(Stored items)
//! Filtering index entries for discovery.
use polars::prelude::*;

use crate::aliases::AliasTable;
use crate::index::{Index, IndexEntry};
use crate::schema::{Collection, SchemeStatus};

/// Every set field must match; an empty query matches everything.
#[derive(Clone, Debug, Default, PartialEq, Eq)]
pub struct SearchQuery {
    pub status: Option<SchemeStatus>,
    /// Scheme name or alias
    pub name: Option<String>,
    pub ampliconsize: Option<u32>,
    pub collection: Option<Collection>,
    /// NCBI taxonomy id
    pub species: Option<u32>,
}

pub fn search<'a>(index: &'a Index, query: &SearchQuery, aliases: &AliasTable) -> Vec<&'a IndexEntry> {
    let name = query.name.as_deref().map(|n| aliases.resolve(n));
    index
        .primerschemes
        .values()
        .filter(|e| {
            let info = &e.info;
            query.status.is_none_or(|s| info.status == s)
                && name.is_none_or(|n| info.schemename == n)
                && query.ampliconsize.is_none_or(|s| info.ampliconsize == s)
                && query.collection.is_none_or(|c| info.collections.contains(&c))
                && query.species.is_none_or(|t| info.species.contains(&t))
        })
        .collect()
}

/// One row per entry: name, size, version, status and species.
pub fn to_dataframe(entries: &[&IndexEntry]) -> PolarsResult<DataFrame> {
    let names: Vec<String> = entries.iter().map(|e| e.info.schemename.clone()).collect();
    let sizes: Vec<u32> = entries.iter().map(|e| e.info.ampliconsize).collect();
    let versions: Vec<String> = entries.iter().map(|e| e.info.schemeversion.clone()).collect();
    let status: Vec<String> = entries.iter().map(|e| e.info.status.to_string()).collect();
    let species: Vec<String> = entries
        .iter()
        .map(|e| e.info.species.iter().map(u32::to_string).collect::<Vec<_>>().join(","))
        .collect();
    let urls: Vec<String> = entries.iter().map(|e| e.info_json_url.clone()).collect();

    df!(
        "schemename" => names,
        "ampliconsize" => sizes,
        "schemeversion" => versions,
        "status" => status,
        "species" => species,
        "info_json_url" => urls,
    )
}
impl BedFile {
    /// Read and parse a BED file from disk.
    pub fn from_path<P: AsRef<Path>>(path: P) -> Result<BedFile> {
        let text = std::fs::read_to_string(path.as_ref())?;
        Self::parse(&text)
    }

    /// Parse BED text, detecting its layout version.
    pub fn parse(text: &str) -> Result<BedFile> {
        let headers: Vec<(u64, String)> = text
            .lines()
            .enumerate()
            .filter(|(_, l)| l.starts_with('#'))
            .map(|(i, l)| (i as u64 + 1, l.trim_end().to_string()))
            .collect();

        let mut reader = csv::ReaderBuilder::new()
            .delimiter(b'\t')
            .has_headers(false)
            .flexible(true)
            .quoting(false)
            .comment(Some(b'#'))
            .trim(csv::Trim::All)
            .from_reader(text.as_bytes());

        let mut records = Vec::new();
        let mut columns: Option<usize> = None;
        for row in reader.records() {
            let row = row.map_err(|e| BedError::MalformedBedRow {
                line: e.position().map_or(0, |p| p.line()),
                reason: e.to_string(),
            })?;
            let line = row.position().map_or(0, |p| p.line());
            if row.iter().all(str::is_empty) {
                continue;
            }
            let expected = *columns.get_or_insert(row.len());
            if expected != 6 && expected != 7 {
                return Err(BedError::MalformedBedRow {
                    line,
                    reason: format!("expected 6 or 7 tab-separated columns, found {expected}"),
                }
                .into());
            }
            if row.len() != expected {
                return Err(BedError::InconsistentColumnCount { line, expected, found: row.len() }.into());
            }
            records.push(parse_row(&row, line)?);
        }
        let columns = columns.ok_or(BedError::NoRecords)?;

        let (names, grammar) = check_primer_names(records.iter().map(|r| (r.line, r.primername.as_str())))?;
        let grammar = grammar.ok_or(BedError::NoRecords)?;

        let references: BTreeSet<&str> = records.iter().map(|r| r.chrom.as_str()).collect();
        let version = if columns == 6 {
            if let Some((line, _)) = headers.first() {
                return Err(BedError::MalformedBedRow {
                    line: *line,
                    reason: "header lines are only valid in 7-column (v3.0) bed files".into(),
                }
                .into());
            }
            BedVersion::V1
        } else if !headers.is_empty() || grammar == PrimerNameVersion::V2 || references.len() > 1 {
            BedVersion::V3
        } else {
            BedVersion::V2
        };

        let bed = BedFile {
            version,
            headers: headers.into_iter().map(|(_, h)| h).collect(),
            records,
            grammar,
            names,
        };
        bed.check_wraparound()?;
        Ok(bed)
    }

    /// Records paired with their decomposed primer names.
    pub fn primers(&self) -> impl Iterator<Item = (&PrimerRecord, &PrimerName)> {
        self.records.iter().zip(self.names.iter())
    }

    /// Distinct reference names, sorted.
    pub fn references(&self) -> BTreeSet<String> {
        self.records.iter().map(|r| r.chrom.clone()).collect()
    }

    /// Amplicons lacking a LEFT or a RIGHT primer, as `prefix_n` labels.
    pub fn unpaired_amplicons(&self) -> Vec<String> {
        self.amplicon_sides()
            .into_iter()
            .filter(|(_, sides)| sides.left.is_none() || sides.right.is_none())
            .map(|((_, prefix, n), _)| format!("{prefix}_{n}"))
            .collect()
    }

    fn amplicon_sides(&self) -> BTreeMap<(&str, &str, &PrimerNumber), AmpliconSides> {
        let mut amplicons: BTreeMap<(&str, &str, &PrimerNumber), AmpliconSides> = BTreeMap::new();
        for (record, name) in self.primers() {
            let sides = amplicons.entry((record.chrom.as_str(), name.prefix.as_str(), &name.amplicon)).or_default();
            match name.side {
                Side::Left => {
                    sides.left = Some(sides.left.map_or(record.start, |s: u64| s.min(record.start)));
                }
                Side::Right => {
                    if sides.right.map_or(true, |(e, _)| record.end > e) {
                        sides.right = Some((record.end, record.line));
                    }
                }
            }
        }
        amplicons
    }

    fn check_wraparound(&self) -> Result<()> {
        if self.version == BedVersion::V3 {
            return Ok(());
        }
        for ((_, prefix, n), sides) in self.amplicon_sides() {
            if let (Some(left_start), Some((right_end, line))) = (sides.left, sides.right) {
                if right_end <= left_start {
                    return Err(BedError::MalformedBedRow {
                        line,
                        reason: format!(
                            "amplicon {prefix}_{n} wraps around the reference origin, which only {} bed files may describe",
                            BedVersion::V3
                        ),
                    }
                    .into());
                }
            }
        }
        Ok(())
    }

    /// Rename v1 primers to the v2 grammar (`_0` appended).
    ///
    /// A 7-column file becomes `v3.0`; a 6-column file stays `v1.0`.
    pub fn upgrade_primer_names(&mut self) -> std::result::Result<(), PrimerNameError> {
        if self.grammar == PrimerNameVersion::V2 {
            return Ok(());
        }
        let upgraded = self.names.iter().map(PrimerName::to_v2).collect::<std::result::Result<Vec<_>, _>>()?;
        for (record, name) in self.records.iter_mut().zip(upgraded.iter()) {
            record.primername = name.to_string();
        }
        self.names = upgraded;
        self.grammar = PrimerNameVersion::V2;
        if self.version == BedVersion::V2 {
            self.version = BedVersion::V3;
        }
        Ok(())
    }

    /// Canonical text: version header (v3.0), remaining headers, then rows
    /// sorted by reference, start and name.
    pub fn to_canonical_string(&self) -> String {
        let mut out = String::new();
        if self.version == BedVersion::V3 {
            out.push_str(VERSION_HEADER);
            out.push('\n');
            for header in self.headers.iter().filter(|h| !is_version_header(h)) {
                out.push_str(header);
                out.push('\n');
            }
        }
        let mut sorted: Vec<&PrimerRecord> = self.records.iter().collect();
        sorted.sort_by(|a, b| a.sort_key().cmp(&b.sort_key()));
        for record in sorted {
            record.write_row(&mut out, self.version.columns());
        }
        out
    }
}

▶ Task requirements
Search the data above for the word "entries". Copy each line it is in.

▶ Reply
//! Filtering index entries for discovery.
pub fn to_dataframe(entries: &[&IndexEntry]) -> PolarsResult<DataFrame> {
    let names: Vec<String> = entries.iter().map(|e| e.info.schemename.clone()).collect();
    let sizes: Vec<u32> = entries.iter().map(|e| e.info.ampliconsize).collect();
    let versions: Vec<String> = entries.iter().map(|e| e.info.schemeversion.clone()).collect();
    let status: Vec<String> = entries.iter().map(|e| e.info.status.to_string()).collect();
    let species: Vec<String> = entries
    let urls: Vec<String> = entries.iter().map(|e| e.info_json_url.clone()).collect();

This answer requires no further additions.